Here are four strategies to help you maintain your long-term view during this short-term crisis.
Keep Your Eyes on the Horizon
Business owners who are committed to a multi-generational model have the liberty of being able, even during times of crisis, to maintain a long-term view. Decisions are made for what is in the best long-term interests of customers and employees, rather than the next quarterly or annual earnings report. Multigenerational businesses recognize the important role employees play in sustaining the business, and often consider employees’ long-term welfare before profits.
By focusing your eyes on a distant horizon and keeping key stakeholders in mind, decisions about how to navigate the immediate future can become clearer.
Without freedom of mobility, we can’t offer our goods and services in the same way. Worldwide, leaders across all sectors are being forced to overcome obstacles to survive.
Restaurants are learning how to promote and grow takeout services using food delivery technology platforms like GrubHub, DoorDash, and UberEats. Academia is learning new ways of delivering content to students beyond the classroom. Mental healthcare professionals are finding ways to support their clients through online formats, and telemedicine is offering doctors the opportunity to care for patients remotely. Businesses are better understanding the efficiency and effectiveness of virtual meetings utilizing teleconference platforms such as Skype, Zoom, and GoToMeeting.
We can use this health crisis, and the severe limitations it is placing on all of us, to inspire creative problem solving and reinvigorate the spirit of innovation in our organizations.
Be Open to New Norms
Many of us are discovering that, in some ways, these new ways are better. As businesses are finding new ways to manage and conduct commerce, sometimes with greater efficiencies and customer satisfaction, consumers are finding easier ways to procure products and services. We must realize that this crisis is redefining “business as usual.” When we come out of this crisis, there will be new norms.

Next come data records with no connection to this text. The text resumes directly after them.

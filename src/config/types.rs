//! Core config struct definitions and loading.

use serde::Deserialize;
use slirc_proto::CaseMapping;
use std::path::Path;
use thiserror::Error;
use tracing::debug;

use super::validation::{self, ValidationError};
use crate::error::PatternError;
use crate::matching::{
    IdentityPredicate, MatchResponse, ParamPredicate, PatternSet, ResponseOr, Responses,
};

/// Configuration errors.
#[derive(Debug, Error)]
pub enum ConfigError {
    #[error("failed to read config file: {0}")]
    Io(#[from] std::io::Error),
    #[error("failed to parse config: {0}")]
    Parse(#[from] toml::de::Error),
    #[error("invalid config: {}", join_errors(.0))]
    Invalid(Vec<ValidationError>),
    #[error("invalid pattern: {0}")]
    Pattern(#[from] PatternError),
}

fn join_errors(errors: &[ValidationError]) -> String {
    errors
        .iter()
        .map(ToString::to_string)
        .collect::<Vec<_>>()
        .join("; ")
}

/// A named set of reply patterns.
#[derive(Debug, Clone, Deserialize)]
pub struct Config {
    /// Case mapping used to fold nicknames and channel names.
    #[serde(default)]
    pub casemapping: CaseMapping,
    /// Patterns, evaluated in file order.
    #[serde(default, rename = "pattern")]
    pub patterns: Vec<PatternConfig>,
}

/// One named pattern: a line matches if any alternative does.
#[derive(Debug, Clone, Deserialize)]
pub struct PatternConfig {
    pub name: String,
    #[serde(default)]
    pub any_of: Vec<ResponseConfig>,
}

/// A single `Responses` pattern.
#[derive(Debug, Clone, Deserialize)]
pub struct ResponseConfig {
    /// Accepted commands or numerics.
    pub commands: Vec<String>,
    /// Positional parameter constraints.
    #[serde(default)]
    pub params: Vec<ParamConfig>,
    /// Required sender nickname (user and host are not checked).
    pub sender: Option<String>,
}

/// A parameter constraint, tagged by `kind`.
#[derive(Debug, Clone, PartialEq, Eq, Deserialize)]
#[serde(tag = "kind", rename_all = "lowercase")]
pub enum ParamConfig {
    Any,
    Literal { value: String },
    Folded { value: String },
    Not { inner: Box<ParamConfig> },
}

impl From<&ParamConfig> for ParamPredicate {
    fn from(config: &ParamConfig) -> Self {
        match config {
            ParamConfig::Any => ParamPredicate::any(),
            ParamConfig::Literal { value } => ParamPredicate::literal(value.as_str()),
            ParamConfig::Folded { value } => ParamPredicate::folded(value.as_str()),
            ParamConfig::Not { inner } => ParamPredicate::not(inner.as_ref().into()),
        }
    }
}

impl ResponseConfig {
    fn build(&self) -> Result<Responses, PatternError> {
        Responses::new(
            self.commands.iter().cloned(),
            self.params.iter().map(ParamPredicate::from).collect(),
            self.sender.as_deref().map(IdentityPredicate::nickname),
        )
    }
}

impl PatternConfig {
    /// Build the matcher: a bare `Responses` for one alternative, a
    /// `ResponseOr` for several.
    pub fn build(&self) -> Result<Box<dyn MatchResponse>, PatternError> {
        match self.any_of.as_slice() {
            [] => Err(PatternError::EmptyAlternation),
            [single] => Ok(Box::new(single.build()?)),
            many => {
                let responses = many
                    .iter()
                    .map(|r| r.build().map(|p| Box::new(p) as Box<dyn MatchResponse>))
                    .collect::<Result<Vec<_>, _>>()?;
                Ok(Box::new(ResponseOr::new(responses)?))
            }
        }
    }
}

impl Config {
    /// Load configuration from a TOML file.
    pub fn load<P: AsRef<Path>>(path: P) -> Result<Self, ConfigError> {
        let content = std::fs::read_to_string(path)?;
        Self::parse(&content)
    }

    /// Parse configuration from TOML text.
    pub fn parse(content: &str) -> Result<Self, ConfigError> {
        let config: Config = toml::from_str(content)?;
        Ok(config)
    }

    /// Validate and build every pattern.
    pub fn compile(&self) -> Result<PatternSet, ConfigError> {
        validation::validate(self).map_err(ConfigError::Invalid)?;

        let mut set = PatternSet::new(self.casemapping);
        for pattern in &self.patterns {
            let built = pattern.build()?;
            debug!(name = %pattern.name, pattern = %built, "compiled pattern");
            set.insert(pattern.name.clone(), built);
        }
        Ok(set)
    }
}
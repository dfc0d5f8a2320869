//! IRC case-mapping functions.
//!
//! IRC uses a special case-insensitive comparison where some characters
//! are considered equivalent (e.g., `[` and `{`). Which characters fold
//! together is negotiated per connection through the `CASEMAPPING`
//! ISUPPORT token; [`CaseMapping`] covers the three mappings servers
//! advertise in practice.

use std::fmt;
use std::str::FromStr;
use std::sync::Arc;

use crate::error::UnknownCaseMapping;

/// Something that can normalize protocol identifiers for comparison.
///
/// Implementations must be a pure function of their argument at any given
/// moment. The mapping itself may change over a connection's lifetime
/// (e.g., after a new `RPL_ISUPPORT`).
pub trait CaseFolder {
    /// Fold `text` into its case-normalized form.
    fn casefold(&self, text: &str) -> String;
}

impl<T: CaseFolder + ?Sized> CaseFolder for &T {
    fn casefold(&self, text: &str) -> String {
        (**self).casefold(text)
    }
}

impl<T: CaseFolder + ?Sized> CaseFolder for Box<T> {
    fn casefold(&self, text: &str) -> String {
        (**self).casefold(text)
    }
}

impl<T: CaseFolder + ?Sized> CaseFolder for Arc<T> {
    fn casefold(&self, text: &str) -> String {
        (**self).casefold(text)
    }
}

/// Case-mapping rule advertised by a server.
#[derive(Clone, Copy, Debug, Default, PartialEq, Eq, Hash)]
#[cfg_attr(feature = "serde", derive(serde::Serialize, serde::Deserialize))]
#[cfg_attr(feature = "serde", serde(rename_all = "kebab-case"))]
pub enum CaseMapping {
    /// Only `A-Z` fold to `a-z`.
    Ascii,
    /// ASCII plus `[]\~` folding to `{}|^`.
    #[default]
    Rfc1459,
    /// ASCII plus `[]\` folding to `{}|`.
    StrictRfc1459,
}

impl CaseMapping {
    /// Look up a mapping from the value of a `CASEMAPPING` ISUPPORT token.
    ///
    /// Returns `None` for mappings this library does not implement
    /// (e.g., `rfc7613`).
    pub fn from_isupport(value: &str) -> Option<Self> {
        if value.eq_ignore_ascii_case("ascii") {
            Some(Self::Ascii)
        } else if value.eq_ignore_ascii_case("rfc1459") {
            Some(Self::Rfc1459)
        } else if value.eq_ignore_ascii_case("strict-rfc1459") {
            Some(Self::StrictRfc1459)
        } else {
            None
        }
    }

    /// The ISUPPORT spelling of this mapping.
    pub const fn name(self) -> &'static str {
        match self {
            Self::Ascii => "ascii",
            Self::Rfc1459 => "rfc1459",
            Self::StrictRfc1459 => "strict-rfc1459",
        }
    }

    /// Fold a single character under this mapping.
    #[inline]
    pub const fn lower_char(self, c: char) -> char {
        match (self, c) {
            (_, 'A'..='Z') => (c as u8 + 32) as char,
            (Self::Ascii, _) => c,
            (_, '[') => '{',
            (_, ']') => '}',
            (_, '\\') => '|',
            (Self::Rfc1459, '~') => '^',
            _ => c,
        }
    }

    /// Fold a string under this mapping.
    pub fn to_lower(self, s: &str) -> String {
        s.chars().map(|c| self.lower_char(c)).collect()
    }

    /// Compare two strings under this mapping without allocating.
    pub fn fold_eq(self, a: &str, b: &str) -> bool {
        if a.len() != b.len() {
            return false;
        }

        a.chars()
            .zip(b.chars())
            .all(|(ca, cb)| self.lower_char(ca) == self.lower_char(cb))
    }
}

impl CaseFolder for CaseMapping {
    fn casefold(&self, text: &str) -> String {
        self.to_lower(text)
    }
}

impl fmt::Display for CaseMapping {
    fn fmt(&self, f: &mut fmt::Formatter<'_>) -> fmt::Result {
        f.write_str(self.name())
    }
}

impl FromStr for CaseMapping {
    type Err = UnknownCaseMapping;

    fn from_str(s: &str) -> Result<Self, Self::Err> {
        Self::from_isupport(s).ok_or_else(|| UnknownCaseMapping(s.to_owned()))
    }
}

/// Convert a single character to IRC lowercase using RFC 1459 case mapping.
#[inline]
pub const fn irc_lower_char(c: char) -> char {
    CaseMapping::Rfc1459.lower_char(c)
}

/// Convert a string to IRC lowercase using RFC 1459 case mapping.
pub fn irc_to_lower(s: &str) -> String {
    CaseMapping::Rfc1459.to_lower(s)
}

/// Compare two strings using RFC 1459 case-insensitive comparison.
pub fn irc_eq(a: &str, b: &str) -> bool {
    CaseMapping::Rfc1459.fold_eq(a, b)
}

As business leaders, we cannot limit ourselves to thinking only about how to navigate the challenges of the next several weeks or months. We need to be thinking creatively about how this experience could positively impact our business models going forward.
Seldom do we have enough time to prioritize our health. Now, by the nature of this crisis and government orders, we must. We also have to consider how our health impacts the health of everyone around us. While quarantines and shutdowns impact our productivity goals, we can use the extra space in our lives to savor and protect our own health.
Building our immunities and strengthening our exercise habits has far-reaching benefits beyond this time of crisis. Prioritizing our own health enables us to be vital for those we support in our homes, our communities, and our businesses.
We do not know how long this current COVID-19 crisis will last—at this moment, no government or healthcare leader can accurately predict this. In the short-term, it is our duty to stay informed and follow the best practices and advice given by these leaders.
Fight your fears by adopting strategies today that help you think more creatively, remain open to change, get healthy, and stay focused on your long-term dreams.